Ela destaca que, além da delegacia, uma exigência foi que se tivessem Centros de Referência ao Atendimento à Mulher. “Um exemplo, na capital mineira, é o BenVinda, onde a vítima conversa com uma equipe multidisciplinar, que pode orientá-la. Muitas vezes, após a denúncia, há uma escalada do grau desse relacionamento abusivo e a vítima sozinha não tem como mensurar isso”.
Processo
Para denunciar, a mulher pode fazer uso do Disque 100 ou Disque 180. Para que haja uma investigação, basta que a polícia tome conhecimento e o inquérito já é instaurado. No entanto, Danúbia acrescenta que para a aplicação da medida protetiva, que é uma possibilidade da lei, é necessário que a mulher compareça pessoalmente e assine um requerimento. “Se houver o deferimento e o descumprimento por parte do agressor, ele pode ser preso preventivamente. Em caso de risco de vida, tem a possibilidade do abrigamento em Belo Horizonte”.
Outra informação enfatizada pela delegada se refere à subnotificação das ocorrências. “Isso é muito comum e acaba dificultando mais o trabalho. Precisamos que a vítima denuncie toda a vez que ocorrer uma nova agressão.
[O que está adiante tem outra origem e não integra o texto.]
//! Lifecycle binding of interaction signals.
//!
//! Once a form is mounted, each field's id is resolved to an
//! [`InteractionSource`] supplied by the host UI layer. Focus and activate
//! mark the field touched. Blur validates the field's current value
//! immediately, whatever the on-blur mode.

use std::collections::HashMap;
use std::fmt;
use std::sync::Arc;

use log::{debug, trace, warn};

use crate::dispatch::Dispatcher;
use crate::field::Field;
use crate::registry::FormRegistry;
use crate::signal::{Signal, Subscription};

/// Callback type for interaction listeners.
pub type InteractionCallback = Box<dyn Fn() + Send + Sync>;

/// Focus, activate and blur signals of one rendered input.
pub trait InteractionSource: Send + Sync {
    fn on_focus(&self, callback: InteractionCallback) -> Subscription;

    /// Click, tap or keyboard activation.
    fn on_activate(&self, callback: InteractionCallback) -> Subscription;

    fn on_blur(&self, callback: InteractionCallback) -> Subscription;
}

/// Resolves a field id to its interaction source.
pub trait InteractionLookup {
    fn lookup(&self, id: &str) -> Option<Arc<dyn InteractionSource>>;
}

impl<F> InteractionLookup for F
where
    F: Fn(&str) -> Option<Arc<dyn InteractionSource>>,
{
    fn lookup(&self, id: &str) -> Option<Arc<dyn InteractionSource>> {
        self(id)
    }
}

/// A ready-made interaction source the host fires by hand.
///
/// ```ignore
/// let signals = InteractionSignals::new();
/// map.insert("email", signals.clone());
///
/// // in the input's event handler
/// signals.blur();
/// ```
#[derive(Debug, Clone, Default)]
pub struct InteractionSignals {
    focus: Signal<()>,
    activate: Signal<()>,
    blur: Signal<()>,
}

impl InteractionSignals {
    pub fn new() -> Self {
        Self::default()
    }

    pub fn focus(&self) {
        self.focus.emit(&());
    }

    pub fn activate(&self) {
        self.activate.emit(&());
    }

    pub fn blur(&self) {
        self.blur.emit(&());
    }

    /// Listeners across all three signals.
    pub fn listener_count(&self) -> usize {
        self.focus.listener_count() + self.activate.listener_count() + self.blur.listener_count()
    }
}

impl InteractionSource for InteractionSignals {
    fn on_focus(&self, callback: InteractionCallback) -> Subscription {
        self.focus.subscribe(move |_| callback())
    }

    fn on_activate(&self, callback: InteractionCallback) -> Subscription {
        self.activate.subscribe(move |_| callback())
    }

    fn on_blur(&self, callback: InteractionCallback) -> Subscription {
        self.blur.subscribe(move |_| callback())
    }
}

/// Id-keyed map of interaction sources.
#[derive(Default, Clone)]
pub struct InteractionMap {
    sources: HashMap<String, Arc<dyn InteractionSource>>,
}

impl InteractionMap {
    pub fn new() -> Self {
        Self::default()
    }

    pub fn insert(&mut self, id: impl Into<String>, source: impl InteractionSource + 'static) {
        self.sources.insert(id.into(), Arc::new(source));
    }
}

impl InteractionLookup for InteractionMap {
    fn lookup(&self, id: &str) -> Option<Arc<dyn InteractionSource>> {
        self.sources.get(id).cloned()
    }
}

impl fmt::Debug for InteractionMap {
    fn fmt(&self, f: &mut fmt::Formatter<'_>) -> fmt::Result {
        f.debug_struct("InteractionMap")
            .field("ids", &self.sources.keys().collect::<Vec<_>>())
            .finish()
    }
}

struct FieldBinding {
    id: String,
    subscriptions: [Subscription; 3],
}

/// Live interaction subscriptions of a mounted form.
#[derive(Default)]
pub struct LifecycleBinder {
    bindings: Vec<FieldBinding>,
}

impl LifecycleBinder {
    /// Subscribe to every registered field's interaction source.
    ///
    /// Fields whose id does not resolve are skipped.
    pub fn bind(registry: &FormRegistry, lookup: &dyn InteractionLookup) -> Self {
        let mut bindings = Vec::new();

        for field in registry.fields() {
            let Some(source) = lookup.lookup(field.id()) else {
                warn!("No interaction source for field '{}'", field.id());
                continue;
            };

            let subscriptions = [
                source.on_focus(touch_handler(&field)),
                source.on_activate(touch_handler(&field)),
                source.on_blur(blur_handler(&field, registry.dispatcher())),
            ];

            trace!("Bound interaction signals for field '{}'", field.id());
            bindings.push(FieldBinding {
                id: field.id().to_string(),
                subscriptions,
            });
        }

        debug!("Bound {} field(s)", bindings.len());
        Self { bindings }
    }

    /// Ids of fields with live subscriptions.
    pub fn bound_ids(&self) -> Vec<&str> {
        self.bindings.iter().map(|b| b.id.as_str()).collect()
    }

    /// Drop every subscription.
    ///
    /// Sources that no longer exist are skipped silently.
    pub fn unbind(self) {
        for binding in self.bindings {
            trace!("Unbinding field '{}'", binding.id);
            for subscription in binding.subscriptions {
                subscription.unsubscribe();
            }
        }
    }
}

impl fmt::Debug for LifecycleBinder {
    fn fmt(&self, f: &mut fmt::Formatter<'_>) -> fmt::Result {
        f.debug_struct("LifecycleBinder")
            .field("bound", &self.bound_ids())
            .finish()
    }
}

fn touch_handler(field: &Field) -> InteractionCallback {
    let field = field.clone();
    Box::new(move || field.touch())
}

fn blur_handler(field: &Field, dispatcher: &Dispatcher) -> InteractionCallback {
    let field = field.clone();
    let dispatcher = dispatcher.clone();
    Box::new(move || {
        dispatcher.validate(&field, &field.value());
    })
}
Mesmo porque não existe garantia da polícia e nem da Justiça que esse agressor vai ficar longe da mulher por diversos motivos”.
Danúbia se entusiasma ao enfatizar que, em Minas, está sendo desenvolvido um aplicativo pela Polícia Civil. “Tentamos instalar o ‘Botão do Pânico’ – implantando no Espírito Santo – mas o Estado não tem orçamento para isso, assim buscando outras maneiras para proteger as mulheres”.
Fique atenta
- O Conselho Nacional de Justiça (CNJ), por meio da Política Judiciária Nacional de Enfrentamento à Violência Contra a Mulher, determinou a todos os Tribunais de Justiça que criassem unidades judiciárias especializadas nos casos de violência doméstica.
- Atualmente, há 115 varas especializadas, espalhadas por 85 cidades brasileiras.
- Tramitam na Justiça mais de 1 milhão de processos relativos ao tema.
Você não está sozinha
- A Lei Maria da Penha trouxe a tipologia de violência que pode ocorrer em âmbito doméstico e qualquer uma delas, praticada contra a mulher, pode dar ensejo a sua aplicação.
- Em caso de agressão, a vítima deve procurar a Delegacia de Plantão de Atendimento à Mulher, localizada na Avenida Augusto de Lima, 1.942 – Barro Preto, que funciona, 24h, de segunda a domingo.
- No interior existem mais de 70 delegacias das mulheres, mas a denúncia pode ser feita em qualquer distrito.
*A entrevistada pediu para ter o nome preservado, por isso foram utilizadas apenas as iniciais do nome.